====== Given records ======

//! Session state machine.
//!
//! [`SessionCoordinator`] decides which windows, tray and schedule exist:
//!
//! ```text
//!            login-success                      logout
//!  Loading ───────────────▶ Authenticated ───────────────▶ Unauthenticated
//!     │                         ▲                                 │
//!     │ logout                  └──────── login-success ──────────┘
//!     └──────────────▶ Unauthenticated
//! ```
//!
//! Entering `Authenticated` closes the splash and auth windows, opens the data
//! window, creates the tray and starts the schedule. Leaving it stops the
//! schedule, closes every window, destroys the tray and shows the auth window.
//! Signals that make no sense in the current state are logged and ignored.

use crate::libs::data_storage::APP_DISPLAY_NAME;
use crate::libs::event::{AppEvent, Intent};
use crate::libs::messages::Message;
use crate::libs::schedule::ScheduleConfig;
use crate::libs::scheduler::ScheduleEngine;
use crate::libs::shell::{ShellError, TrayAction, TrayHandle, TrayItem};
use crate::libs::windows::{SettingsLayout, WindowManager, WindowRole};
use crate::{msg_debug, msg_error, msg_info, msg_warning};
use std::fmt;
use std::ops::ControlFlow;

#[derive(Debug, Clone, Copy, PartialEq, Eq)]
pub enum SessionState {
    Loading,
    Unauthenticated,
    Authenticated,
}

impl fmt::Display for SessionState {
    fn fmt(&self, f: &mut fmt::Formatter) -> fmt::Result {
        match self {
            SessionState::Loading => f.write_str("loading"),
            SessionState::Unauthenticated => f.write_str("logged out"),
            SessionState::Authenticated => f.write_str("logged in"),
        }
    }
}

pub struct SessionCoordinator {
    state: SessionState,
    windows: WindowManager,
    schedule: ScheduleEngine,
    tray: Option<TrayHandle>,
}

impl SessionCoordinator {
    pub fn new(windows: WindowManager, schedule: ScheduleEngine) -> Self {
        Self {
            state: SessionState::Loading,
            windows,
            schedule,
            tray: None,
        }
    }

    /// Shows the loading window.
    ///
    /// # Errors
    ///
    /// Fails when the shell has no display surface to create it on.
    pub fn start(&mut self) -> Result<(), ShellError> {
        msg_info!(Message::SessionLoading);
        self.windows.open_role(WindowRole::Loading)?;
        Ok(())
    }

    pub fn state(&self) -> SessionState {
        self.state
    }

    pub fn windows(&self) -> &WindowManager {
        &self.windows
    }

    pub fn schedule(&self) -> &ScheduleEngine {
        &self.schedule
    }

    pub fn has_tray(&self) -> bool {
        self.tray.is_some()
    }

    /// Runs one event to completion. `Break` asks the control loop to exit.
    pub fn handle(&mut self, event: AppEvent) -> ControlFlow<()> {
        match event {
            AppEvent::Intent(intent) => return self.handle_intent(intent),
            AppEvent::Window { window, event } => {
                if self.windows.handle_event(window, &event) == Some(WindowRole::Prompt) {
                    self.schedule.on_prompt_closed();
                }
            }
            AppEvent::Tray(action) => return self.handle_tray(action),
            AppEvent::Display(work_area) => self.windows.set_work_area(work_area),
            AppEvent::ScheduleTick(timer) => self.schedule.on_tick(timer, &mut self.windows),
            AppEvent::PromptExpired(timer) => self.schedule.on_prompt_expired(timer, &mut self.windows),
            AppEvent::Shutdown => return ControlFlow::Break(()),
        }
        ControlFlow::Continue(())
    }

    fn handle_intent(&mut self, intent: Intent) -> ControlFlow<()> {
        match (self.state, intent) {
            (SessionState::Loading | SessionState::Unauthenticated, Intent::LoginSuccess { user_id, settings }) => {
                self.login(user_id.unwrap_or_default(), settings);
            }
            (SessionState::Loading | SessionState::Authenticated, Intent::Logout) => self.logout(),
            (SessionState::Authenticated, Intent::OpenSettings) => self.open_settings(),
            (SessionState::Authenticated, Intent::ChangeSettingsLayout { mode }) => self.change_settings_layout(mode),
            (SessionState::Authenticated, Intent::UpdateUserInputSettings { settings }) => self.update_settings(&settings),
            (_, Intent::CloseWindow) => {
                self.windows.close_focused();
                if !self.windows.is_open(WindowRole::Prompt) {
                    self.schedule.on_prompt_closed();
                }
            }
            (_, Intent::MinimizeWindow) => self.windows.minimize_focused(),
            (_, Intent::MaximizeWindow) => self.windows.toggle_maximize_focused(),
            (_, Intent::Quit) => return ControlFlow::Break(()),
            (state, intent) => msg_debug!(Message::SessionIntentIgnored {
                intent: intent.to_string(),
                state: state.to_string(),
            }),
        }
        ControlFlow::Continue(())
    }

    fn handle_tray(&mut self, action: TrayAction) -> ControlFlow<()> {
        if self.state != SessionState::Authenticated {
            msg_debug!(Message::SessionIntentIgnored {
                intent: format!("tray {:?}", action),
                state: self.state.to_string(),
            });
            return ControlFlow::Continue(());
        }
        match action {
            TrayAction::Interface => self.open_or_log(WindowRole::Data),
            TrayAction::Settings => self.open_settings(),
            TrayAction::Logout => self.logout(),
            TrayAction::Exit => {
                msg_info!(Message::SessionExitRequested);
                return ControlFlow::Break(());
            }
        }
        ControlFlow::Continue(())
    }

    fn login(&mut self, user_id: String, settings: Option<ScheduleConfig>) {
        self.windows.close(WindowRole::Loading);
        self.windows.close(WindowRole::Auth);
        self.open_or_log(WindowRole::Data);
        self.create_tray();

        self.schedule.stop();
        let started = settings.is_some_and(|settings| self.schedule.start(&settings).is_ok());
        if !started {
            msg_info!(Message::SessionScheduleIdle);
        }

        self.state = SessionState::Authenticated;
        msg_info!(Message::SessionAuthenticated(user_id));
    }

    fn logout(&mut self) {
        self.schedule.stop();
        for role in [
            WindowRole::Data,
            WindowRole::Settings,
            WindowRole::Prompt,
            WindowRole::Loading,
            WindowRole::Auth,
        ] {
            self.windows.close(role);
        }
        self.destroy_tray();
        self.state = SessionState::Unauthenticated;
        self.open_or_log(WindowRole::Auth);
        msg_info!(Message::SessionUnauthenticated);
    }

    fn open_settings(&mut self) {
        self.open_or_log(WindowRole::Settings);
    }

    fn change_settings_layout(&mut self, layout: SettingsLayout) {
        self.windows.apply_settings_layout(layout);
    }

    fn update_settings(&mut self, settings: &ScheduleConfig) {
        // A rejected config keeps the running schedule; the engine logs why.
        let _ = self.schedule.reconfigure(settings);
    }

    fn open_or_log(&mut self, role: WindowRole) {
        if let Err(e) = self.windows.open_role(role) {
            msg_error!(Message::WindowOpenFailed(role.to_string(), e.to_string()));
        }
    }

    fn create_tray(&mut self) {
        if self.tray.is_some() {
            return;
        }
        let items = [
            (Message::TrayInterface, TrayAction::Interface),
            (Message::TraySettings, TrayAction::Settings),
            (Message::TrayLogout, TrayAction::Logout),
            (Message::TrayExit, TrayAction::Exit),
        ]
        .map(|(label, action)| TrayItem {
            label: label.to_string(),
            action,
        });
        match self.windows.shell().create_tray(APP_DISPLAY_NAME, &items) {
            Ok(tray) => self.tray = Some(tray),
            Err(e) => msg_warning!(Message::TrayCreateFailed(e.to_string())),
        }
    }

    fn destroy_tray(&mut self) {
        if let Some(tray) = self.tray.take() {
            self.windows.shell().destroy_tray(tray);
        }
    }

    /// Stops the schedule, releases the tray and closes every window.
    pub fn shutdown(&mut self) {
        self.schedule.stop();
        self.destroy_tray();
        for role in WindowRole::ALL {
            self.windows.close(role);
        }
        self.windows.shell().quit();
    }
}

======

Go through the records and copy each one exactly.

Answer space:
//! Session state machine.
//!
//! [`SessionCoordinator`] decides which windows, tray and schedule exist:
//!
//! ```text
//!            login-success                      logout
//!  Loading ───────────────▶ Authenticated ───────────────▶ Unauthenticated
//!     │                         ▲                                 │
//!     │ logout                  └──────── login-success ──────────┘
//!     └──────────────▶ Unauthenticated
//! ```
//!
//! Entering `Authenticated` closes the splash and auth windows, opens the data
//! window, creates the tray and starts the schedule. Leaving it stops the
//! schedule, closes every window, destroys the tray and shows the auth window.
//! Signals that make no sense in the current state are logged and ignored.

use crate::libs::data_storage::APP_DISPLAY_NAME;
use crate::libs::event::{AppEvent, Intent};
use crate::libs::messages::Message;
use crate::libs::schedule::ScheduleConfig;
use crate::libs::scheduler::ScheduleEngine;
use crate::libs::shell::{ShellError, TrayAction, TrayHandle, TrayItem};
use crate::libs::windows::{SettingsLayout, WindowManager, WindowRole};
use crate::{msg_debug, msg_error, msg_info, msg_warning};
use std::fmt;
use std::ops::ControlFlow;

#[derive(Debug, Clone, Copy, PartialEq, Eq)]
pub enum SessionState {
    Loading,
    Unauthenticated,
    Authenticated,
}

impl fmt::Display for SessionState {
    fn fmt(&self, f: &mut fmt::Formatter) -> fmt::Result {
        match self {
            SessionState::Loading => f.write_str("loading"),
            SessionState::Unauthenticated => f.write_str("logged out"),
            SessionState::Authenticated => f.write_str("logged in"),
        }
    }
}

pub struct SessionCoordinator {
    state: SessionState,
    windows: WindowManager,
    schedule: ScheduleEngine,
    tray: Option<TrayHandle>,
}

impl SessionCoordinator {
    pub fn new(windows: WindowManager, schedule: ScheduleEngine) -> Self {
        Self {
            state: SessionState::Loading,
            windows,
            schedule,
            tray: None,
        }
    }

    /// Shows the loading window.
    ///
    /// # Errors
    ///
    /// Fails when the shell has no display surface to create it on.
    pub fn start(&mut self) -> Result<(), ShellError> {
        msg_info!(Message::SessionLoading);
        self.windows.open_role(WindowRole::Loading)?;
        Ok(())
    }

    pub fn state(&self) -> SessionState {
        self.state
    }

    pub fn windows(&self) -> &WindowManager {
        &self.windows
    }

    pub fn schedule(&self) -> &ScheduleEngine {
        &self.schedule
    }

    pub fn has_tray(&self) -> bool {
        self.tray.is_some()
    }

    /// Runs one event to completion. `Break` asks the control loop to exit.
    pub fn handle(&mut self, event: AppEvent) -> ControlFlow<()> {
        match event {
            AppEvent::Intent(intent) => return self.handle_intent(intent),
            AppEvent::Window { window, event } => {
                if self.windows.handle_event(window, &event) == Some(WindowRole::Prompt) {
                    self.schedule.on_prompt_closed();
                }
            }
            AppEvent::Tray(action) => return self.handle_tray(action),
            AppEvent::Display(work_area) => self.windows.set_work_area(work_area),
            AppEvent::ScheduleTick(timer) => self.schedule.on_tick(timer, &mut self.windows),
            AppEvent::PromptExpired(timer) => self.schedule.on_prompt_expired(timer, &mut self.windows),
            AppEvent::Shutdown => return ControlFlow::Break(()),
        }
        ControlFlow::Continue(())
    }

    fn handle_intent(&mut self, intent: Intent) -> ControlFlow<()> {
        match (self.state, intent) {
            (SessionState::Loading | SessionState::Unauthenticated, Intent::LoginSuccess { user_id, settings }) => {
                self.login(user_id.unwrap_or_default(), settings);
            }
            (SessionState::Loading | SessionState::Authenticated, Intent::Logout) => self.logout(),
            (SessionState::Authenticated, Intent::OpenSettings) => self.open_settings(),
            (SessionState::Authenticated, Intent::ChangeSettingsLayout { mode }) => self.change_settings_layout(mode),
            (SessionState::Authenticated, Intent::UpdateUserInputSettings { settings }) => self.update_settings(&settings),
            (_, Intent::CloseWindow) => {
                self.windows.close_focused();
                if !self.windows.is_open(WindowRole::Prompt) {
                    self.schedule.on_prompt_closed();
                }
            }
            (_, Intent::MinimizeWindow) => self.windows.minimize_focused(),
            (_, Intent::MaximizeWindow) => self.windows.toggle_maximize_focused(),
            (_, Intent::Quit) => return ControlFlow::Break(()),
            (state, intent) => msg_debug!(Message::SessionIntentIgnored {
                intent: intent.to_string(),
                state: state.to_string(),
            }),
        }
        ControlFlow::Continue(())
    }

    fn handle_tray(&mut self, action: TrayAction) -> ControlFlow<()> {
        if self.state != SessionState::Authenticated {
            msg_debug!(Message::SessionIntentIgnored {
                intent: format!("tray {:?}", action),
                state: self.state.to_string(),
            });
            return ControlFlow::Continue(());
        }
        match action {
            TrayAction::Interface => self.open_or_log(WindowRole::Data),
            TrayAction::Settings => self.open_settings(),
            TrayAction::Logout => self.logout(),
            TrayAction::Exit => {
                msg_info!(Message::SessionExitRequested);
                return ControlFlow::Break(());
            }
        }
        ControlFlow::Continue(())
    }

    fn login(&mut self, user_id: String, settings: Option<ScheduleConfig>) {
        self.windows.close(WindowRole::Loading);
        self.windows.close(WindowRole::Auth);
        self.open_or_log(WindowRole::Data);
        self.create_tray();

        self.schedule.stop();
        let started = settings.is_some_and(|settings| self.schedule.start(&settings).is_ok());
        if !started {
            msg_info!(Message::SessionScheduleIdle);
        }

        self.state = SessionState::Authenticated;
        msg_info!(Message::SessionAuthenticated(user_id));
    }

    fn logout(&mut self) {
        self.schedule.stop();
        for role in [
            WindowRole::Data,
            WindowRole::Settings,
            WindowRole::Prompt,
            WindowRole::Loading,
            WindowRole::Auth,
        ] {
            self.windows.close(role);
        }
        self.destroy_tray();
        self.state = SessionState::Unauthenticated;
        self.open_or_log(WindowRole::Auth);
        msg_info!(Message::SessionUnauthenticated);
    }

    fn open_settings(&mut self) {
        self.open_or_log(WindowRole::Settings);
    }

    fn change_settings_layout(&mut self, layout: SettingsLayout) {
        self.windows.apply_settings_layout(layout);
    }

    fn update_settings(&mut self, settings: &ScheduleConfig) {
        // A rejected config keeps the running schedule; the engine logs why.
        let _ = self.schedule.reconfigure(settings);
    }

    fn open_or_log(&mut self, role: WindowRole) {
        if let Err(e) = self.windows.open_role(role) {
            msg_error!(Message::WindowOpenFailed(role.to_string(), e.to_string()));
        }
    }

    fn create_tray(&mut self) {
        if self.tray.is_some() {
            return;
        }
        let items = [
            (Message::TrayInterface, TrayAction::Interface),
            (Message::TraySettings, TrayAction::Settings),
            (Message::TrayLogout, TrayAction::Logout),
            (Message::TrayExit, TrayAction::Exit),
        ]
        .map(|(label, action)| TrayItem {
            label: label.to_string(),
            action,
        });
        match self.windows.shell().create_tray(APP_DISPLAY_NAME, &items) {
            Ok(tray) => self.tray = Some(tray),
            Err(e) => msg_warning!(Message::TrayCreateFailed(e.to_string())),
        }
    }

    fn destroy_tray(&mut self) {
        if let Some(tray) = self.tray.take() {
            self.windows.shell().destroy_tray(tray);
        }
    }

    /// Stops the schedule, releases the tray and closes every window.
    pub fn shutdown(&mut self) {
        self.schedule.stop();
        self.destroy_tray();
        for role in WindowRole::ALL {
            self.windows.close(role);
        }
        self.windows.shell().quit();
    }
}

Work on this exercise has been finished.